The plight of the villagers is pathetic. Kamala
Mondal, a vegetable vendor and a resident of Kamdev Kati is a victim of the arsenic
menace. She is suffering from dispigmentation of the entire body, boils on the limbs,
keratosis (which appears like callused skin protrusions on palms and soles) and burning
sensation through the body. This has led her to being socially ostracized from her own
immediate family. She is not isolated in her experience: a substantial number of people
are suffering from the same ailment with differences in intensity.
Ambika Nagar is yet another severely affected
village in Deganga Block. The Chandra Pals family in Ambika Nagar is recognized for the
tragedy they are facing due to consuming the contaminated water. The status of the family
has drastically changed after the death of the eldest son due to arsenicosis. The younger
son has a similar future as he too is in a critical situation.

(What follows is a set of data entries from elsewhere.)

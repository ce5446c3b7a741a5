use std::collections::HashMap;
use std::sync::Arc;

use argon2::Config as ArgonConfig;
use async_trait::async_trait;
use chrono::{DateTime, Duration, Utc};
use rand::Rng;
use tokio::sync::RwLock;
use tracing::{info, instrument};
use uuid::Uuid;

use super::{AuthEvent, AuthEvents, AuthSubscription, IdentityProvider, Session, SignIn, SignUp};
use crate::db::{Store, StoreError};
use crate::models::{Credential, Profile, ProfilePatch};
use crate::utils::error::AppError;

const MIN_PASSWORD_LEN: usize = 8;
const AUTH_EVENT_BUFFER: usize = 64;

struct SessionEntry {
    profile_id: Uuid,
    expires_at: DateTime<Utc>,
}

/// Identity provider backed by argon2 credentials in the store and opaque
/// session tokens held in memory.
pub struct SessionAuth {
    store: Arc<dyn Store>,
    sessions: RwLock<HashMap<String, SessionEntry>>,
    session_ttl: Duration,
    events: AuthEvents,
}

impl SessionAuth {
    pub fn new(store: Arc<dyn Store>, session_ttl: Duration) -> Self {
        Self {
            store,
            sessions: RwLock::new(HashMap::new()),
            session_ttl,
            events: AuthEvents::new(AUTH_EVENT_BUFFER),
        }
    }

    pub fn listener_count(&self) -> usize {
        self.events.listener_count()
    }

    pub async fn session_count(&self) -> usize {
        self.sessions.read().await.len()
    }

    /// Drop every expired session and return how many were removed.
    pub async fn purge_expired(&self) -> usize {
        let mut sessions = self.sessions.write().await;
        let before = sessions.len();
        let now = Utc::now();
        sessions.retain(|_, entry| entry.expires_at > now);
        before - sessions.len()
    }

    async fn open_session(&self, profile: Profile) -> Session {
        let token = Uuid::new_v4().simple().to_string();
        let now = Utc::now();
        let entry = SessionEntry {
            profile_id: profile.id,
            expires_at: now + self.session_ttl,
        };
        {
            let mut sessions = self.sessions.write().await;
            sessions.retain(|_, existing| existing.expires_at > now);
            sessions.insert(token.clone(), entry);
        }
        self.events.publish(AuthEvent::SignedIn {
            profile_id: profile.id,
        });
        Session { token, profile }
    }
}

fn normalize_email(email: &str) -> String {
    email.trim().to_lowercase()
}

fn validate_sign_up(input: &SignUp) -> Result<(), AppError> {
    let email = input.email.trim();
    let well_formed = email
        .split_once('@')
        .is_some_and(|(local, domain)| !local.is_empty() && domain.contains('.'));
    if !well_formed {
        return Err(AppError::ValidationError("A valid email is required".into()));
    }
    if input.password.chars().count() < MIN_PASSWORD_LEN {
        return Err(AppError::ValidationError(format!(
            "Password must be at least {MIN_PASSWORD_LEN} characters"
        )));
    }
    Ok(())
}

async fn hash_password(password: String) -> Result<String, AppError> {
    tokio::task::spawn_blocking(move || {
        let salt: [u8; 16] = rand::thread_rng().gen();
        argon2::hash_encoded(password.as_bytes(), &salt, &ArgonConfig::default())
            .map_err(|e| AppError::InternalServerError(format!("Password hashing failed: {e}")))
    })
    .await
    .map_err(|e| AppError::InternalServerError(format!("Hashing task failed: {e}")))?
}

async fn verify_password(password: String, hash: String) -> Result<bool, AppError> {
    tokio::task::spawn_blocking(move || {
        argon2::verify_encoded(&hash, password.as_bytes())
            .map_err(|e| AppError::InternalServerError(format!("Stored hash unreadable: {e}")))
    })
    .await
    .map_err(|e| AppError::InternalServerError(format!("Hashing task failed: {e}")))?
}

#[async_trait]
impl IdentityProvider for SessionAuth {
    #[instrument(name = "auth.sign_up", skip(self, input), fields(email = %input.email))]
    async fn sign_up(&self, input: SignUp) -> Result<Session, AppError> {
        validate_sign_up(&input)?;

        let email = normalize_email(&input.email);
        let password_hash = hash_password(input.password).await?;
        let now = Utc::now();
        let profile = Profile {
            id: Uuid::new_v4(),
            email: email.clone(),
            full_name: input.full_name.filter(|name| !name.trim().is_empty()),
            role: input.role,
            avatar_url: None,
            bio: None,
            created_at: now,
            updated_at: now,
        };
        let credential = Credential {
            profile_id: profile.id,
            email,
            password_hash,
        };

        let profile = self
            .store
            .create_account(profile, credential)
            .await
            .map_err(|e| match e {
                StoreError::UniqueViolation { .. } => {
                    AppError::Conflict("An account with this email already exists".into())
                }
                other => other.into(),
            })?;

        info!(profile_id = %profile.id, role = ?profile.role, "Account created");
        Ok(self.open_session(profile).await)
    }

    #[instrument(name = "auth.sign_in", skip(self, input), fields(email = %input.email))]
    async fn sign_in(&self, input: SignIn) -> Result<Session, AppError> {
        let rejected = || AppError::AuthError("Invalid email or password".into());

        let credential = self
            .store
            .find_credential(&normalize_email(&input.email))
            .await?
            .ok_or_else(rejected)?;
        if !verify_password(input.password, credential.password_hash).await? {
            return Err(rejected());
        }

        let profile = self
            .store
            .find_profile(credential.profile_id)
            .await?
            .ok_or_else(rejected)?;

        info!(profile_id = %profile.id, "Signed in");
        Ok(self.open_session(profile).await)
    }

    async fn sign_out(&self, token: &str) -> Result<(), AppError> {
        let removed = self.sessions.write().await.remove(token);
        if let Some(entry) = removed {
            info!(profile_id = %entry.profile_id, "Signed out");
            self.events.publish(AuthEvent::SignedOut {
                profile_id: entry.profile_id,
            });
        }
        Ok(())
    }

    async fn current_user(&self, token: &str) -> Result<Option<Profile>, AppError> {
        let profile_id = {
            let sessions = self.sessions.read().await;
            match sessions.get(token) {
                Some(entry) if entry.expires_at > Utc::now() => Some(entry.profile_id),
                Some(_) => None,
                None => return Ok(None),
            }
        };

        match profile_id {
            Some(id) => Ok(self.store.find_profile(id).await?),
            None => {
                self.sessions.write().await.remove(token);
                Ok(None)
            }
        }
    }

    async fn get_profile(&self, id: Uuid) -> Result<Profile, AppError> {
        self.store
            .find_profile(id)
            .await?
            .ok_or_else(|| AppError::NotFound(format!("Profile '{id}' was not found")))
    }

    async fn update_profile(&self, id: Uuid, patch: ProfilePatch) -> Result<Profile, AppError> {
        let mut profile = self.get_profile(id).await?;
        patch.apply_to(&mut profile);
        profile.updated_at = Utc::now();
        Ok(self.store.update_profile(profile).await?)
    }

    fn subscribe(&self) -> AuthSubscription {
        self.events.subscribe()
    }
}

In the early eighties, cases of arsenical
dermatitis were reported from some districts of West Bengal. Analysis of water samples
revealed that the groundwater was contaminated with arsenic in these villages. According
to a latest survey, 1312 mouzas (revenue villages), 15 non-municipal/outer growths
in 65 blocks and 9 municipalities of Malda, Murshidabad, Burdwan, Hooghly, Nadia, North 24
Parganas, South 24 Parganas and Howrah districts have dangerous levels of arsenic in their
A total population of 5.36 million in these 8
districts is exposed to arsenic through groundwater use. This accounts for 7.87% of the
states population. Due to continuous movement of groundwater and peculiar
geochemical conditions, the extent of the problem may increase with passage of time.